Even with demand soaring, the supply of health care workers couldn’t keep up. In fact, there was some downward pressure on supply. Many medical workers left the profession in the pandemic, burned out by the most difficult working conditions of their lives. There were also new restrictions on medical workers migrating into the United States during the public health emergency, cutting off another source of new workers to meet the demand.
As a result, the market had to compensate as best it could. Hospitals facing the greatest strain were willing to pay the highest rates to meet their demand. Many hospitals resorted to traveling nursing agencies to fill their short-term needs. Because of this extraordinary demand, those positions were being paid salaries exponentially higher than the typical full-time employment salary.
“One way to accommodate that demand is temporary workers moving to where they’re needed at the moment. The wages for these temp workers has gone through the roof,” Joshua Gottlieb, a health care economist at the University of Chicago, told me. “That is normal supply and demand. In the short term, it’s hard for quantities of workers to adjust, so prices have to adjust.”

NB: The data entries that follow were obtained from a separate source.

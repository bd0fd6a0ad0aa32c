//! Hub configuration types.
//!
//! Defines configuration structures for upstream MCP servers, access groups,
//! HTTP API tools, and the event bus. All shapes are concrete records with
//! defaults filled at load; cross-references are checked by [`HubConfig::validate`].

use std::{collections::HashMap, collections::HashSet, fmt};

use serde::{Deserialize, Serialize};

use crate::error::{HubError, HubResult};

/// Reserved server id under which API tools are exposed.
pub const API_TOOLS_SERVER_ID: &str = "api-tools";

/// Group id used when a caller does not name one.
pub const DEFAULT_GROUP_ID: &str = "default";

#[derive(Debug, Clone, Default, Deserialize, Serialize)]
pub struct HubConfig {
    /// Upstream MCP servers (connected at startup).
    #[serde(default)]
    pub servers: Vec<McpServerConfig>,

    /// Access groups scoping servers and tools.
    #[serde(default)]
    pub groups: Vec<GroupConfig>,

    /// HTTP API tools exposed under the `api-tools` server id.
    #[serde(default)]
    pub api_tools: Vec<ApiToolConfig>,

    /// Event bus tuning.
    #[serde(default)]
    pub events: EventBusConfig,
}

impl HubConfig {
    /// Cross-reference validation, run once at load time.
    ///
    /// Surfaces configuration errors as fatal: duplicate identifiers, group
    /// references to unknown servers, and empty API tool ids.
    pub fn validate(&self) -> HubResult<()> {
        let mut server_names = HashSet::new();
        for server in &self.servers {
            if server.name.is_empty() {
                return Err(HubError::Config("server with empty name".into()));
            }
            if server.name == API_TOOLS_SERVER_ID {
                return Err(HubError::Config(format!(
                    "server name '{API_TOOLS_SERVER_ID}' is reserved"
                )));
            }
            if !server_names.insert(server.name.as_str()) {
                return Err(HubError::Config(format!(
                    "duplicate server name '{}'",
                    server.name
                )));
            }
        }

        let mut group_ids = HashSet::new();
        for group in &self.groups {
            if group.id.is_empty() {
                return Err(HubError::Config("group with empty id".into()));
            }
            if !group_ids.insert(group.id.as_str()) {
                return Err(HubError::Config(format!("duplicate group id '{}'", group.id)));
            }
            for server in &group.servers {
                if !server_names.contains(server.as_str()) {
                    return Err(HubError::Config(format!(
                        "group '{}' references unknown server '{}'",
                        group.id, server
                    )));
                }
            }
        }

        let mut tool_ids = HashSet::new();
        for tool in &self.api_tools {
            if tool.id.is_empty() {
                return Err(HubError::Config("api tool with empty id".into()));
            }
            if !tool_ids.insert(tool.id.as_str()) {
                return Err(HubError::Config(format!(
                    "duplicate api tool id '{}'",
                    tool.id
                )));
            }
        }

        Ok(())
    }

    /// Names of all enabled servers, in configured order.
    pub fn enabled_server_names(&self) -> Vec<String> {
        self.servers
            .iter()
            .filter(|s| s.enabled)
            .map(|s| s.name.clone())
            .collect()
    }
}

#[derive(Debug, Clone, Deserialize, Serialize)]
pub struct McpServerConfig {
    pub name: String,
    #[serde(flatten)]
    pub transport: McpTransport,

    /// Extra environment entries passed to the upstream process (stdio only).
    #[serde(default)]
    pub env: HashMap<String, String>,

    /// Disabled servers are skipped at connection time; no pool entry is created.
    #[serde(default = "default_true")]
    pub enabled: bool,
}

#[derive(Clone, Deserialize, Serialize)]
#[serde(tag = "protocol", rename_all = "lowercase")]
pub enum McpTransport {
    Stdio {
        command: String,
        #[serde(default)]
        args: Vec<String>,
        #[serde(default)]
        envs: HashMap<String, String>,
    },
    Sse {
        url: String,
        #[serde(default, skip_serializing_if = "HashMap::is_empty")]
        headers: HashMap<String, String>,
    },
    Streamable {
        url: String,
        #[serde(default, skip_serializing_if = "HashMap::is_empty")]
        headers: HashMap<String, String>,
    },
}

impl fmt::Debug for McpTransport {
    fn fmt(&self, f: &mut fmt::Formatter<'_>) -> fmt::Result {
        match self {
            McpTransport::Stdio { command, args, .. } => f
                .debug_struct("Stdio")
                .field("command", command)
                .field("args", args)
                .finish(),
            McpTransport::Sse { url, headers } => f
                .debug_struct("Sse")
                .field("url", url)
                .field("headers", &format!("{} headers", headers.len()))
                .finish(),
            McpTransport::Streamable { url, headers } => f
                .debug_struct("Streamable")
                .field("url", url)
                .field("headers", &format!("{} headers", headers.len()))
                .finish(),
        }
    }
}

/// Named access scope: which servers are reachable and which tools are allowed.
#[derive(Debug, Clone, Deserialize, Serialize)]
pub struct GroupConfig {
    pub id: String,
    #[serde(default)]
    pub name: String,
    #[serde(default, skip_serializing_if = "Option::is_none")]
    pub description: Option<String>,
    /// Ordered: on duplicate tool names the first owning server wins.
    #[serde(default)]
    pub servers: Vec<String>,
    /// Empty = every tool from the listed servers is allowed.
    #[serde(default)]
    pub allowed_tools: Vec<String>,
}

impl GroupConfig {
    pub fn allows_tool(&self, tool_name: &str) -> bool {
        self.allowed_tools.is_empty() || self.allowed_tools.iter().any(|t| t == tool_name)
    }
}

/// A tool defined entirely by an HTTP request template.
#[derive(Debug, Clone, Deserialize, Serialize)]
pub struct ApiToolConfig {
    pub id: String,
    #[serde(default)]
    pub name: String,
    #[serde(default)]
    pub description: String,
    pub request: ApiRequestSpec,
    /// JSON-schema-shaped parameter description.
    #[serde(default = "default_parameters")]
    pub parameters: serde_json::Value,
    #[serde(default)]
    pub response: ApiResponseSpec,
    #[serde(default, skip_serializing_if = "Option::is_none")]
    pub cache: Option<ApiCacheSpec>,
}

impl ApiToolConfig {
    /// Display name, falling back to the id.
    pub fn tool_name(&self) -> &str {
        if self.name.is_empty() {
            &self.id
        } else {
            &self.name
        }
    }
}

#[derive(Debug, Clone, Deserialize, Serialize)]
pub struct ApiRequestSpec {
    /// URL template; supports `{{data.*}}` and `{{env.*}}` substitution.
    pub url: String,
    #[serde(default = "default_method")]
    pub method: String,
    #[serde(default)]
    pub headers: HashMap<String, String>,
    #[serde(default)]
    pub query: HashMap<String, String>,
    /// Body template; strings inside are substituted recursively.
    #[serde(default, skip_serializing_if = "Option::is_none")]
    pub body: Option<serde_json::Value>,
}

#[derive(Debug, Clone, Default, Deserialize, Serialize)]
pub struct ApiResponseSpec {
    /// Optional transformation expression applied to the parsed body.
    #[serde(default, skip_serializing_if = "Option::is_none")]
    pub transform: Option<String>,
}

#[derive(Debug, Clone, Deserialize, Serialize)]
pub struct ApiCacheSpec {
    #[serde(default = "default_true")]
    pub enabled: bool,
    #[serde(default = "default_cache_ttl")]
    pub ttl_secs: u64,
}

#[derive(Debug, Clone, Deserialize, Serialize)]
pub struct EventBusConfig {
    /// Bounded outbound queue per subscriber.
    #[serde(default = "default_subscriber_queue")]
    pub subscriber_queue: usize,
}

impl Default for EventBusConfig {
    fn default() -> Self {
        Self {
            subscriber_queue: default_subscriber_queue(),
        }
    }
}

fn default_true() -> bool {
    true
}

fn default_method() -> String {
    "GET".to_string()
}

fn default_cache_ttl() -> u64 {
    300
}

fn default_subscriber_queue() -> usize {
    64
}

fn default_parameters() -> serde_json::Value {
    serde_json::json!({ "type": "object", "properties": {} })
}
#[cfg(test)]
mod tests {
    use std::collections::HashMap;

    use serde_json::json;
    use tokio::io::{AsyncReadExt, AsyncWriteExt};

    use super::*;
    use crate::config::{ApiCacheSpec, ApiResponseSpec};

    fn tool(id: &str, url: &str) -> ApiToolConfig {
        ApiToolConfig {
            id: id.to_string(),
            name: String::new(),
            description: "test tool".into(),
            request: ApiRequestSpec {
                url: url.to_string(),
                method: "GET".into(),
                headers: HashMap::new(),
                query: HashMap::new(),
                body: None,
            },
            parameters: json!({"type": "object", "properties": {}}),
            response: ApiResponseSpec::default(),
            cache: None,
        }
    }

    #[test]
    fn test_rendered_request_is_deterministic() {
        let mut spec = ApiRequestSpec {
            url: "https://api.example.com/{{data.city}}".into(),
            method: "get".into(),
            headers: HashMap::new(),
            query: HashMap::new(),
            body: None,
        };
        spec.headers.insert("b-header".into(), "2".into());
        spec.headers.insert("a-header".into(), "1".into());

        let args = json!({"city": "Berlin"});
        let first = RenderedRequest::render(&spec, &args);
        let second = RenderedRequest::render(&spec, &args);
        assert_eq!(first.cache_key("t"), second.cache_key("t"));
        assert_eq!(first.method, "GET");
        assert_eq!(first.url, "https://api.example.com/Berlin");
    }

    #[test]
    fn test_find_matches_id_and_name() {
        let mut named = tool("weather-v2", "https://example.com");
        named.name = "weather".into();
        let bridge = ApiToolBridge::new(vec![named]).unwrap();
        assert!(bridge.has_tool("weather-v2"));
        assert!(bridge.has_tool("weather"));
        assert!(!bridge.has_tool("forecast"));
    }

    #[test]
    fn test_descriptors_use_sentinel_server() {
        let bridge = ApiToolBridge::new(vec![tool("t1", "https://example.com")]).unwrap();
        let descriptors = bridge.tool_descriptors();
        assert_eq!(descriptors.len(), 1);
        assert_eq!(descriptors[0].server, API_TOOLS_SERVER_ID);
    }

    #[test]
    fn test_reload_replaces_table() {
        let bridge = ApiToolBridge::new(vec![tool("t1", "https://example.com")]).unwrap();
        let before = bridge.health().last_reload;
        bridge.reload(vec![
            tool("t2", "https://example.com"),
            tool("t3", "https://example.com"),
        ]);
        assert!(!bridge.has_tool("t1"));
        assert!(bridge.has_tool("t2"));
        assert_eq!(bridge.tool_count(), 2);
        assert!(bridge.health().last_reload >= before);
    }

    #[test]
    fn test_wrap_payload_shapes() {
        assert_eq!(wrap_payload(&json!("plain")).text_content(), "plain");
        let wrapped = wrap_payload(&json!({"a": 1}));
        assert!(wrapped.text_content().contains("\"a\": 1"));
        assert!(!wrapped.is_error);
    }

    /// One-shot HTTP server returning a fixed JSON body.
    async fn serve_json(body: &'static str) -> String {
        let listener = tokio::net::TcpListener::bind("127.0.0.1:0").await.unwrap();
        let addr = listener.local_addr().unwrap();
        tokio::spawn(async move {
            loop {
                let Ok((mut socket, _)) = listener.accept().await else {
                    break;
                };
                let mut buf = [0u8; 4096];
                let _ = socket.read(&mut buf).await;
                let response = format!(
                    "HTTP/1.1 200 OK\r\nContent-Type: application/json\r\nContent-Length: {}\r\nConnection: close\r\n\r\n{}",
                    body.len(),
                    body
                );
                let _ = socket.write_all(response.as_bytes()).await;
            }
        });
        format!("http://{addr}")
    }

    #[tokio::test]
    async fn test_execute_parses_and_transforms() {
        let url = serve_json(r#"{"main":{"temp":21.5},"name":"Berlin"}"#).await;
        let mut config = tool("weather", &url);
        config.response = ApiResponseSpec {
            transform: Some(r#"{ "city": name, "temp": main.temp }"#.into()),
        };
        let bridge = ApiToolBridge::new(vec![config]).unwrap();
        let result = bridge
            .execute("weather", &json!({}), &CancellationToken::new())
            .await
            .unwrap();
        assert!(!result.is_error);
        let parsed: Value = serde_json::from_str(&result.text_content()).unwrap();
        assert_eq!(parsed, json!({"city": "Berlin", "temp": 21.5}));
    }

    #[tokio::test]
    async fn test_execute_bad_transform_falls_back_to_raw() {
        let url = serve_json(r#"{"value":7}"#).await;
        let mut config = tool("raw", &url);
        config.response = ApiResponseSpec {
            transform: Some("{{{ not an expression".into()),
        };
        let bridge = ApiToolBridge::new(vec![config]).unwrap();
        let result = bridge
            .execute("raw", &json!({}), &CancellationToken::new())
            .await
            .unwrap();
        assert!(!result.is_error);
        assert!(result.text_content().contains("\"value\": 7"));
    }

    #[tokio::test]
    async fn test_execute_caches_when_enabled() {
        use std::sync::atomic::{AtomicUsize, Ordering};
        let hits = std::sync::Arc::new(AtomicUsize::new(0));
        let hits_server = std::sync::Arc::clone(&hits);

        let listener = tokio::net::TcpListener::bind("127.0.0.1:0").await.unwrap();
        let addr = listener.local_addr().unwrap();
        tokio::spawn(async move {
            loop {
                let Ok((mut socket, _)) = listener.accept().await else {
                    break;
                };
                hits_server.fetch_add(1, Ordering::SeqCst);
                let mut buf = [0u8; 4096];
                let _ = socket.read(&mut buf).await;
                let body = r#"{"n":1}"#;
                let response = format!(
                    "HTTP/1.1 200 OK\r\nContent-Type: application/json\r\nContent-Length: {}\r\nConnection: close\r\n\r\n{}",
                    body.len(),
                    body
                );
                let _ = socket.write_all(response.as_bytes()).await;
            }
        });

        let mut config = tool("cached", &format!("http://{addr}"));
        config.cache = Some(ApiCacheSpec {
            enabled: true,
            ttl_secs: 60,
        });
        let bridge = ApiToolBridge::new(vec![config]).unwrap();
        let cancel = CancellationToken::new();
        bridge.execute("cached", &json!({}), &cancel).await.unwrap();
        bridge.execute("cached", &json!({}), &cancel).await.unwrap();
        assert_eq!(hits.load(Ordering::SeqCst), 1);
    }

    #[tokio::test]
    async fn test_unknown_tool_is_an_error() {
        let bridge = ApiToolBridge::new(vec![]).unwrap();
        let err = bridge
            .execute("nope", &json!({}), &CancellationToken::new())
            .await
            .unwrap_err();
        assert!(matches!(err, HubError::ToolNotFound(_)));
    }
}
//! Lifecycle coordination: ordered startup, graceful shutdown, call draining.

use std::sync::atomic::{AtomicU64, AtomicU8, Ordering};
use std::time::Duration;

use serde::Serialize;
use tokio::sync::Notify;
use tracing::{info, warn};

/// In-flight calls get this long to finish once shutdown starts.
pub const SHUTDOWN_DRAIN_DEADLINE: Duration = Duration::from_secs(10);

/// Coarse service phase.
#[derive(Debug, Clone, Copy, PartialEq, Eq, Serialize)]
#[serde(rename_all = "snake_case")]
pub enum LifecyclePhase {
    Created,
    Initializing,
    Running,
    ShuttingDown,
    Stopped,
}

impl LifecyclePhase {
    fn from_u8(v: u8) -> Self {
        match v {
            0 => LifecyclePhase::Created,
            1 => LifecyclePhase::Initializing,
            2 => LifecyclePhase::Running,
            3 => LifecyclePhase::ShuttingDown,
            _ => LifecyclePhase::Stopped,
        }
    }
}

/// Phase tracking plus the coalescing shutdown flag.
///
/// Concurrent shutdown invocations serialize on the async mutex; the first
/// performs the steps and stores the collected step errors, later callers
/// observe the same stored outcome.
pub struct LifecycleCoordinator {
    phase: AtomicU8,
    shutdown_outcome: tokio::sync::Mutex<Option<Vec<String>>>,
}

impl LifecycleCoordinator {
    pub fn new() -> Self {
        Self {
            phase: AtomicU8::new(LifecyclePhase::Created as u8),
            shutdown_outcome: tokio::sync::Mutex::new(None),
        }
    }

    pub fn phase(&self) -> LifecyclePhase {
        LifecyclePhase::from_u8(self.phase.load(Ordering::SeqCst))
    }

    pub fn set_phase(&self, phase: LifecyclePhase) {
        self.phase.store(phase as u8, Ordering::SeqCst);
    }

    pub fn is_running(&self) -> bool {
        self.phase() == LifecyclePhase::Running
    }

    /// Run the shutdown steps exactly once; every caller receives the same
    /// collected error list (empty = clean shutdown).
    pub async fn shutdown_once<F, Fut>(&self, steps: F) -> Vec<String>
    where
        F: FnOnce() -> Fut,
        Fut: std::future::Future<Output = Vec<String>>,
    {
        let mut outcome = self.shutdown_outcome.lock().await;
        if let Some(errors) = outcome.as_ref() {
            return errors.clone();
        }
        self.set_phase(LifecyclePhase::ShuttingDown);
        let errors = steps().await;
        self.set_phase(LifecyclePhase::Stopped);
        if errors.is_empty() {
            info!("shutdown complete");
        } else {
            warn!(errors = ?errors, "shutdown completed with errors");
        }
        *outcome = Some(errors.clone());
        errors
    }
}

impl Default for LifecycleCoordinator {
    fn default() -> Self {
        Self::new()
    }
}

/// Counts in-flight calls so shutdown can drain them.
pub struct InFlightTracker {
    count: AtomicU64,
    idle: Notify,
}

impl InFlightTracker {
    pub fn new() -> Self {
        Self {
            count: AtomicU64::new(0),
            idle: Notify::new(),
        }
    }

    pub fn start(&self) -> InFlightGuard<'_> {
        self.count.fetch_add(1, Ordering::SeqCst);
        InFlightGuard { tracker: self }
    }

    pub fn active(&self) -> u64 {
        self.count.load(Ordering::SeqCst)
    }

    /// Wait until no calls are in flight or the deadline passes.
    /// Returns true when fully drained.
    pub async fn wait_idle(&self, deadline: Duration) -> bool {
        let drained = tokio::time::timeout(deadline, async {
            loop {
                // Register interest before checking the count so a guard
                // dropped in between cannot be missed.
                let notified = self.idle.notified();
                if self.count.load(Ordering::SeqCst) == 0 {
                    return;
                }
                notified.await;
            }
        })
        .await;
        drained.is_ok()
    }
}

impl Default for InFlightTracker {
    fn default() -> Self {
        Self::new()
    }
}

pub struct InFlightGuard<'a> {
    tracker: &'a InFlightTracker,
}

impl Drop for InFlightGuard<'_> {
    fn drop(&mut self) {
        if self.tracker.count.fetch_sub(1, Ordering::SeqCst) == 1 {
            self.tracker.idle.notify_waiters();
        }
    }
}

This effect has been felt most acutely in the practice areas most strained by Covid-19 itself: ICU workers, ER nurses, etc. As Gottlieb and his co-author Avi Zenilman noted in the paper on labor market elasticity, the pandemic had not had appreciable effect on, for example, the wages of labor and delivery nurses.

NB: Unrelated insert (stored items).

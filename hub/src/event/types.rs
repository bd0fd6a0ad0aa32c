//! Event variants pushed through the hub event bus.

use chrono::{DateTime, Utc};
use serde::{Deserialize, Serialize};

use crate::pool::ServerStatus;

/// Discriminant used for subscriber filters.
#[derive(Debug, Clone, Copy, PartialEq, Eq, Hash, Serialize, Deserialize)]
#[serde(rename_all = "snake_case")]
pub enum EventType {
    ServerStatus,
    ToolExecution,
    SystemAlert,
    Activity,
    HealthCheck,
    Ping,
}

impl EventType {
    /// Parse a comma-separated filter list; unknown names are ignored.
    pub fn parse_filter(raw: &str) -> std::collections::HashSet<EventType> {
        raw.split(',')
            .filter_map(|part| {
                serde_json::from_value(serde_json::Value::String(part.trim().to_string())).ok()
            })
            .collect()
    }
}

/// Typed event payload, tagged for the wire as `{type, data}`.
#[derive(Debug, Clone, Serialize, Deserialize)]
#[serde(tag = "type", content = "data", rename_all = "snake_case")]
pub enum EventPayload {
    ServerStatus {
        server: String,
        status: ServerStatus,
        #[serde(default, skip_serializing_if = "Option::is_none")]
        message: Option<String>,
    },
    ToolExecution {
        tool: String,
        server: String,
        group: String,
        success: bool,
        duration_ms: u64,
        #[serde(default, skip_serializing_if = "Option::is_none")]
        error: Option<String>,
    },
    SystemAlert {
        level: String,
        message: String,
    },
    Activity {
        message: String,
    },
    HealthCheck {
        status: String,
        connected_servers: usize,
        total_servers: usize,
    },
    Ping,
}

impl EventPayload {
    pub fn event_type(&self) -> EventType {
        match self {
            EventPayload::ServerStatus { .. } => EventType::ServerStatus,
            EventPayload::ToolExecution { .. } => EventType::ToolExecution,
            EventPayload::SystemAlert { .. } => EventType::SystemAlert,
            EventPayload::Activity { .. } => EventType::Activity,
            EventPayload::HealthCheck { .. } => EventType::HealthCheck,
            EventPayload::Ping => EventType::Ping,
        }
    }
}

/// A published event: payload plus ISO-8601 timestamp.
#[derive(Debug, Clone, Serialize, Deserialize)]
pub struct HubEvent {
    #[serde(flatten)]
    pub payload: EventPayload,
    pub timestamp: DateTime<Utc>,
}

impl HubEvent {
    pub fn new(payload: EventPayload) -> Self {
        Self {
            payload,
            timestamp: Utc::now(),
        }
    }

    pub fn event_type(&self) -> EventType {
        self.payload.event_type()
    }
}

But the pandemic may have still indirectly contributed to the circumstances that led ThedaCare to make such an extraordinary gambit to try to block employees from leaving the interventional radiology and cardiovascular team, which focuses on minimally invasive procedures for heart- and blood-related conditions.

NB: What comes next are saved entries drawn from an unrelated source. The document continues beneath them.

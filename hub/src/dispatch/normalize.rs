//! Result normalization into the canonical tool result shape.
//!
//! Upstream servers return a variety of shapes; everything is rewritten into
//! `{ content: [{type, text}...], isError: bool }`:
//!
//! - already-canonical results are forwarded as-is
//! - objects with a non-empty `error` field become an error result
//! - plain objects become one pretty-printed text item
//! - scalars are stringified; `null` becomes the literal `"null"`

use serde_json::Value;

use crate::types::{ToolContent, ToolResult};

pub fn normalize(value: Value) -> ToolResult {
    match value {
        Value::Object(map) => {
            if let Some(content) = map.get("content").and_then(Value::as_array) {
                let is_error = map
                    .get("isError")
                    .or_else(|| map.get("is_error"))
                    .and_then(Value::as_bool)
                    .unwrap_or(false);
                return ToolResult {
                    content: content.iter().map(content_item).collect(),
                    is_error,
                };
            }

            if let Some(error) = map.get("error") {
                if !is_empty_error(error) {
                    return ToolResult::error(format!("Error: {}", format_error(error)));
                }
            }

            let object = Value::Object(map);
            ToolResult::text(
                serde_json::to_string_pretty(&object).unwrap_or_else(|_| object.to_string()),
            )
        }
        Value::String(s) => ToolResult::text(s),
        Value::Bool(b) => ToolResult::text(b.to_string()),
        Value::Number(n) => ToolResult::text(n.to_string()),
        Value::Null => ToolResult::text("null"),
        array @ Value::Array(_) => ToolResult::text(
            serde_json::to_string_pretty(&array).unwrap_or_else(|_| array.to_string()),
        ),
    }
}

fn content_item(item: &Value) -> ToolContent {
    if let Some(text) = item
        .as_object()
        .filter(|o| o.get("type").and_then(Value::as_str) == Some("text"))
        .and_then(|o| o.get("text"))
        .and_then(Value::as_str)
    {
        return ToolContent::text(text);
    }
    // Non-text items are carried as their JSON form.
    ToolContent::text(item.to_string())
}

fn is_empty_error(error: &Value) -> bool {
    match error {
        Value::Null => true,
        Value::String(s) => s.is_empty(),
        Value::Object(map) => map.is_empty(),
        Value::Array(items) => items.is_empty(),
        _ => false,
    }
}

fn format_error(error: &Value) -> String {
    match error {
        Value::String(s) => s.clone(),
        other => other.to_string(),
    }
}

#[cfg(test)]
mod tests {
    use serde_json::json;

    use super::*;

    #[test]
    fn test_canonical_result_forwarded() {
        let result = normalize(json!({
            "content": [{"type": "text", "text": "7"}],
            "isError": false
        }));
        assert!(!result.is_error);
        assert_eq!(result.text_content(), "7");
    }

    #[test]
    fn test_canonical_error_flag_preserved() {
        let result = normalize(json!({
            "content": [{"type": "text", "text": "bad"}],
            "isError": true
        }));
        assert!(result.is_error);
    }

    #[test]
    fn test_error_field_becomes_error_result() {
        let result = normalize(json!({"error": "upstream exploded"}));
        assert!(result.is_error);
        assert_eq!(result.text_content(), "Error: upstream exploded");

        let structured = normalize(json!({"error": {"code": 500}}));
        assert!(structured.is_error);
        assert!(structured.text_content().contains("500"));
    }

    #[test]
    fn test_empty_error_field_is_not_an_error() {
        let result = normalize(json!({"error": null, "value": 1}));
        assert!(!result.is_error);
        assert!(result.text_content().contains("\"value\": 1"));
    }

    #[test]
    fn test_plain_object_pretty_printed() {
        let result = normalize(json!({"sum": 7}));
        assert!(!result.is_error);
        assert!(result.text_content().contains("\"sum\": 7"));
    }

    #[test]
    fn test_scalars_stringified() {
        assert_eq!(normalize(json!("hi")).text_content(), "hi");
        assert_eq!(normalize(json!(7)).text_content(), "7");
        assert_eq!(normalize(json!(true)).text_content(), "true");
        assert_eq!(normalize(Value::Null).text_content(), "null");
    }

    #[test]
    fn test_non_text_content_items_carried_as_json() {
        let result = normalize(json!({
            "content": [{"type": "image", "data": "abc"}],
            "isError": false
        }));
        assert!(result.text_content().contains("image"));
    }
}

Hospitals have on the whole fared okay during the pandemic, Spetz told me. There was a dramatic drop in elective procedures in the spring of 2020, but hospitals have largely been able to keep those services operating during subsequent waves. The federal government also provided substantial financial relief to the industry. That is not universally true — some hospitals have been forced to close as a result of Covid-19, concentrated in rural areas that were already struggling before the pandemic — but taken as a whole, the industry has not been as battered as much as was originally feared.
“There are exceptions, but one does not look at the hospital industry and say this is an industry that’s in big trouble,” she said. “It’s doing just fine from a profitability standpoint.”
But the government relief has since run out and the omicron variant put new unexpected pressure on hospital systems, forcing some to cancel or postpone more lucrative lines of services once again. Hospitals might be feeling the financial squeeze now more than ever, unless Congress appropriates another round of financial support.
And this kind of care — interventional radiology — in particular tends to be a moneymaker for hospitals, Neprash pointed out to me.
“They are doing the stuff that is really lucrative,” she said. She wondered what would have happened if members of the labor and delivery or the inpatient psychiatric teams, two less lucrative areas, had walked out. “It would not have put the institution’s revenue on the line.”
The gambit failed. But that they attempted it at all is just a sign of the times for the US health system.